> **REQUIREMENT**: Each line from the one holding "assert!(rest.is_empty());" to the last line below must be written out exactly, with no other output.

- - -

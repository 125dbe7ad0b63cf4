//! Length-prefixed framing for QUIC streams.
//!
//! Layout on the wire: `[length: u32 big endian] + [payload: length bytes]`.
//! The payload is one JSON envelope (or the connect request on the first
//! frame of a client stream).
//!
//! # Invariants
//!
//! - A frame never carries more than [`MAX_FRAME_SIZE`] payload bytes. The
//!   limit is enforced on both encode and decode so a peer cannot make the
//!   reader allocate an arbitrary buffer from a forged prefix.

use bytes::{BufMut, Bytes, BytesMut};

use crate::errors::{ProtocolError, Result};

/// Size of the length prefix in bytes.
pub const LENGTH_PREFIX_SIZE: usize = 4;

/// Largest accepted frame payload (1 MiB).
pub const MAX_FRAME_SIZE: usize = 1024 * 1024;

/// Prepend the length prefix to `payload`.
///
/// # Errors
///
/// - `ProtocolError::FrameTooLarge` if `payload` exceeds [`MAX_FRAME_SIZE`]
pub fn encode_frame(payload: &[u8]) -> Result<Bytes> {
    let len = payload_len_u32(payload.len())?;

    let mut buf = BytesMut::with_capacity(LENGTH_PREFIX_SIZE + payload.len());
    buf.put_u32(len);
    buf.put_slice(payload);
    Ok(buf.freeze())
}

/// Validate a length prefix read from a stream and return the payload size.
///
/// # Errors
///
/// - `ProtocolError::FrameTooLarge` if the declared size exceeds the limit
pub fn payload_len(prefix: [u8; LENGTH_PREFIX_SIZE]) -> Result<usize> {
    let size = u32::from_be_bytes(prefix) as usize;
    if size > MAX_FRAME_SIZE {
        return Err(ProtocolError::FrameTooLarge { size, max: MAX_FRAME_SIZE });
    }
    Ok(size)
}

/// Split the first complete frame off `buf`.
///
/// Returns the payload and the bytes following the frame.
///
/// # Errors
///
/// - `ProtocolError::Truncated` if `buf` ends inside the prefix or payload
/// - `ProtocolError::FrameTooLarge` if the prefix exceeds the limit
pub fn decode_frame(buf: &[u8]) -> Result<(&[u8], &[u8])> {
    let Some((prefix, rest)) = buf.split_first_chunk::<LENGTH_PREFIX_SIZE>() else {
        return Err(ProtocolError::Truncated { expected: LENGTH_PREFIX_SIZE, actual: buf.len() });
    };

    let size = payload_len(*prefix)?;
    if rest.len() < size {
        return Err(ProtocolError::Truncated { expected: size, actual: rest.len() });
    }

    Ok(rest.split_at(size))
}

fn payload_len_u32(len: usize) -> Result<u32> {
    if len > MAX_FRAME_SIZE {
        return Err(ProtocolError::FrameTooLarge { size: len, max: MAX_FRAME_SIZE });
    }
    // MAX_FRAME_SIZE fits in u32
    u32::try_from(len).map_err(|_| ProtocolError::FrameTooLarge { size: len, max: MAX_FRAME_SIZE })
}

#[cfg(test)]
mod tests {
    use super::*;

    #[test]
    fn prefix_is_big_endian_length() {
        let frame = encode_frame(b"abc").unwrap();
        assert_eq!(&frame[..], &[0, 0, 0, 3, b'a', b'b', b'c']);
    }

    #[test]
    fn decode_returns_remainder() {
        let mut wire = encode_frame(b"one").unwrap().to_vec();
        wire.extend_from_slice(&encode_frame(b"two").unwrap());

        let (first, rest) = decode_frame(&wire).unwrap();
        assert_eq!(first, b"one");
        let (second, rest) = decode_frame(rest).unwrap();
        assert_eq!(second, b"two");
        assert!(rest.is_empty());
    }

    #[test]
    fn empty_payload_is_valid() {
        let frame = encode_frame(&[]).unwrap();
        assert_eq!(decode_frame(&frame).unwrap(), (&[][..], &[][..]));
    }

    #[test]
    fn rejects_oversized_payload() {
        let payload = vec![0u8; MAX_FRAME_SIZE + 1];
        assert_eq!(
            encode_frame(&payload),
            Err(ProtocolError::FrameTooLarge { size: MAX_FRAME_SIZE + 1, max: MAX_FRAME_SIZE })
        );
    }

    #[test]
    fn rejects_oversized_prefix() {
        let prefix = u32::try_from(MAX_FRAME_SIZE + 1).unwrap().to_be_bytes();
        assert!(matches!(payload_len(prefix), Err(ProtocolError::FrameTooLarge { .. })));
    }

    #[test]
    fn truncated_prefix_and_payload() {
        assert_eq!(
            decode_frame(&[0, 0]),
            Err(ProtocolError::Truncated { expected: 4, actual: 2 })
        );
        assert_eq!(
            decode_frame(&[0, 0, 0, 5, 1, 2]),
            Err(ProtocolError::Truncated { expected: 5, actual: 2 })
        );
    }
}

- - -

> **ANSWER BOX**:
        assert!(rest.is_empty());
    }

    #[test]
    fn empty_payload_is_valid() {
        let frame = encode_frame(&[]).unwrap();
        assert_eq!(decode_frame(&frame).unwrap(), (&[][..], &[][..]));
    }

    #[test]
    fn rejects_oversized_payload() {
        let payload = vec![0u8; MAX_FRAME_SIZE + 1];
        assert_eq!(
            encode_frame(&payload),
            Err(ProtocolError::FrameTooLarge { size: MAX_FRAME_SIZE + 1, max: MAX_FRAME_SIZE })
        );
    }

    #[test]
    fn rejects_oversized_prefix() {
        let prefix = u32::try_from(MAX_FRAME_SIZE + 1).unwrap().to_be_bytes();
        assert!(matches!(payload_len(prefix), Err(ProtocolError::FrameTooLarge { .. })));
    }

    #[test]
    fn truncated_prefix_and_payload() {
        assert_eq!(
            decode_frame(&[0, 0]),
            Err(ProtocolError::Truncated { expected: 4, actual: 2 })
        );
        assert_eq!(
            decode_frame(&[0, 0, 0, 5, 1, 2]),
            Err(ProtocolError::Truncated { expected: 5, actual: 2 })
        );
    }
}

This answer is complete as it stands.